Susceptibility to Type II diabetes is genetically influenced, but also it is abetted by what the American Diabetes Association gingerly describes as a "Western lifestyle" on its website.

That lifestyle could be more accurately, if more unkindly, described as overeating and under exercising. At any rate, it is no longer limited to the West; earlier this year, the World Health Organization and International Diabetes Foundation launched a joint program to "raise awareness about diabetes and stimulate and support the adoption of effective measures for the management and prevention of the condition in low- and middle-income countries and communities." According to their figures, the worldwide number of diabetics is set to more than double by 2030 to 366 million, and much of that increase will occur in developing countries.

Now, researchers from the East - specifically, from Osaka University Graduate School of Medicine and Tokyo University Graduate School of Pharmaceutical Sciences - reported on findings that could turn into a new approach for treating Type II diabetes. Their findings are in the October 2004 issue of Nature Medicine, in a paper titled "Possible novel therapy for diabetes with cell-permeable JNK-inhibitory peptide."

Diabetes is preceded by insulin resistance, a communications breakdown between the pancreas and its target organs that is not unlike a slow deafening. In response to blood glucose, pancreatic cells secrete insulin to direct liver, fat and muscle cells to process that glucose. As high blood glucose levels lead to chronic high levels of insulin, overloaded target organs increasingly ignore insulin's nagging suggestion to handle glucose. Glucose levels stay high, prompting the pancreatic islet cells to valiantly produce more insulin, which keeps being ignored by the target organs. Full-blown diabetes can be the end result of that spiral.

Junk Food Activates JNK Pathway

At the cellular level, one pathway that shows increased activity in insulin resistance and diabetes is the so-called JNK pathway. The pathway is inactive under normal conditions, but is activated by cellular stress.

"We previously reported that JNK activation leads to reduction of insulin biosynthesis in pancreatic beta-cells, and also found recently that JNK activation leads to increase of insulin resistance. Thus, we got the idea to examine whether suppression of the JNK pathway leads to amelioration of diabetes," said Hideaki Kaneto, researcher at the University of Osaka Medical School and first author of the study in this month's Nature Medicine, via email.

The researchers first constructed a peptide that had two jobs: It needed to be able to get into cells in the first place, and once there, it needed to inhibit the JNK pathway. The scientists linked a short protein sequencem, known as JNK-inhibiting peptide or JIP, to a carrier peptide that is used by HIV to infect mammalian cells.

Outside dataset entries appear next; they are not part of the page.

//! # Taskboard - read-only task dashboard
//!
//! A command-line and terminal dashboard over a team's task spreadsheet. Tasks are pulled
//! from a Google Sheet published as CSV (or a local CSV file) and shown three ways:
//!
//! - **Sheet**: the task table with exact-match filters, free-text search and sorting
//! - **Timeline**: Gantt-style bars grouped by developer or project
//! - **Workload**: each developer's open mandays against weekly capacity
//!
//! Nothing is ever written back. Every load produces a fresh, immutable batch of tasks and
//! all views are recomputed from it. When the sheet cannot be read a small demo dataset is
//! shown instead, together with the reason.
//!
//! ## Quick Start
//!
//! ```bash
//! # Point at a published sheet
//! export TASKBOARD_SHEET_ID=1AbC...xyz
//!
//! # Interactive dashboard (refreshes every 30s)
//! taskboard ui
//!
//! # Blocked P0 work
//! taskboard sheet --status Blocked --priority P0
//!
//! # Timeline by project, from a local export
//! taskboard --file tasks.csv timeline --group-by project
//!
//! # Workload as JSON
//! taskboard workload --json
//! ```
//!
//! ## Sheet layout
//!
//! The first row holds headers. Recognised columns are Platform, Project, Task (or Title),
//! Dev (or Assigned Dev / Developer), Status, Mandays (or Man Days), Priority, Start Date,
//! End Date, Blocker, Go-Live (or Go Live Date) and Impact. Missing cells fall back to
//! sensible defaults (status Backlog, priority P2, zero mandays).

use std::fs::OpenOptions;
use std::sync::Mutex;

use anyhow::{Context, Result};
use clap::Parser;
use tracing_subscriber::{fmt, prelude::*, EnvFilter};

pub mod board;
pub mod cli;
pub mod cmd;
pub mod error;
pub mod fields;
pub mod group;
pub mod metrics;
pub mod normalize;
pub mod parser;
pub mod source;
pub mod task;
pub mod view;
pub mod tui {
    pub mod app;
    pub mod colors;
    pub mod enums;
    pub mod input;
    pub mod run;
    pub mod utils;
}

use cli::Cli;
use cmd::*;
use view::Filters;

/// Install the log subscriber.
///
/// `RUST_LOG` wins; otherwise the level is `warn`, raised by each `-v`. The dashboard owns
/// the terminal, so it only logs when a log file is given.
fn init_logging(cli: &Cli) -> Result<()> {
    let default_level = match cli.verbose {
        0 => "warn",
        1 => "info",
        _ => "debug",
    };
    let filter = EnvFilter::try_from_default_env().unwrap_or_else(|_| EnvFilter::new(default_level));

    if let Some(path) = &cli.log_file {
        let file = OpenOptions::new()
            .create(true)
            .append(true)
            .open(path)
            .with_context(|| format!("failed to open log file {}", path.display()))?;
        tracing_subscriber::registry()
            .with(filter)
            .with(fmt::layer().with_writer(Mutex::new(file)).with_ansi(false))
            .init();
    } else if !matches!(cli.command, Commands::Ui) {
        tracing_subscriber::registry()
            .with(filter)
            .with(fmt::layer().with_writer(std::io::stderr))
            .init();
    }
    Ok(())
}

fn run(cli: Cli) -> Result<()> {
    init_logging(&cli)?;

    match &cli.command {
        Commands::Ui => cmd_ui(&cli),
        Commands::Sheet {
            platform,
            project,
            status,
            priority,
            dev,
            search,
            sort,
            desc,
            limit,
            json,
        } => {
            let filters = Filters {
                platform: platform.clone(),
                project: project.clone(),
                status: status.clone(),
                priority: priority.clone(),
                dev: dev.clone(),
            };
            cmd_sheet(&cli, filters, search.clone(), *sort, *desc, *limit, *json)
        }
        Commands::Timeline {
            group_by,
            collapsed,
            width,
            json,
        } => cmd_timeline(&cli, *group_by, *collapsed, *width, *json),
        Commands::Workload { json } => cmd_workload(&cli, *json),
        Commands::View { id, json } => cmd_view(&cli, *id, *json),
        Commands::Completions { shell } => {
            cmd_completions(*shell);
            Ok(())
        }
    }
}

fn main() {
    let cli = Cli::parse();
    if let Err(e) = run(cli) {
        eprintln!("Error: {e:#}");
        std::process::exit(1);
    }
}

The chimera, which also had been conjugated to a fluorescent marker for visualization, was injected daily into obese diabetic mice, which had a genetic makeup predisposed them toward diabetes. After two weeks of peptide injections, the researchers first investigated where the peptide had gone after injection. Both the pancreatic islet cells, which secrete insulin, and the liver, fat and muscles, which are the major target organs, took up the peptide.

The mice injected with the inhibitory peptide ate and weighed about the same as diabetic mice injected with a control peptide that had a scrambled amino acid sequence, but they were able to deal with glucose much better. Treated mice had lower baseline glucose levels, and when the animals were injected with glucose after a six-hour fast (the so-called glucose-tolerance test), treated mice metabolized the glucose better, suggesting their pancreatic cells were working more efficiently.

Since insulin resistance is characterized by an unhealthy cycle of ever-increasing levels of both glucose and insulin, the scientists also investigated whether treatment had an effect on insulin levels.

"Roughly speaking, the glucose-tolerance test indicates whether pancreatic beta-cells appropriately secrete insulin in response to glucose. In contrast, the insulin-tolerance test indicates how well insulin works in target tissues, such as liver, fat and muscle," Kaneto told BioWorld Today.

Improving Listening Skills Of Liver, Fat, Muscle

When mice were injected with insulin, those that had been previously treated with inhibitory peptide showed a stronger reduction in glucose levels, demonstrating that their target tissues were able to respond to insulin better.

Though their research showed effects on both insulin secretion and response, the timing of events Kaneto and his colleagues observed lead them to believe that the effects seen primarily were due to the peptide's influence on target organs, rather than pancreatic beta-cells. Insulin resistance in the liver, fat and muscle cells was reduced before the scientists could detect an increase in secreted insulin, suggesting a direct effect on target organs via the JNK pathway.

In a final experiment, instead of using genetically diabetic mice for their experiments, researchers gave normal mice a taste of the "Western lifestyle": they were fed a diet high in fat and sugar. Two months of that increased the animals' blood glucose levels and induced insulin resistance. But as with their genetically diabetic cousins, inhibiting the JNK pathway led to improvements in both glucose levels and insulin responsiveness.

Kaneto and his colleagues have "not decided yet" how to best try to apply the results in the clinic, but are planning to move in that direction.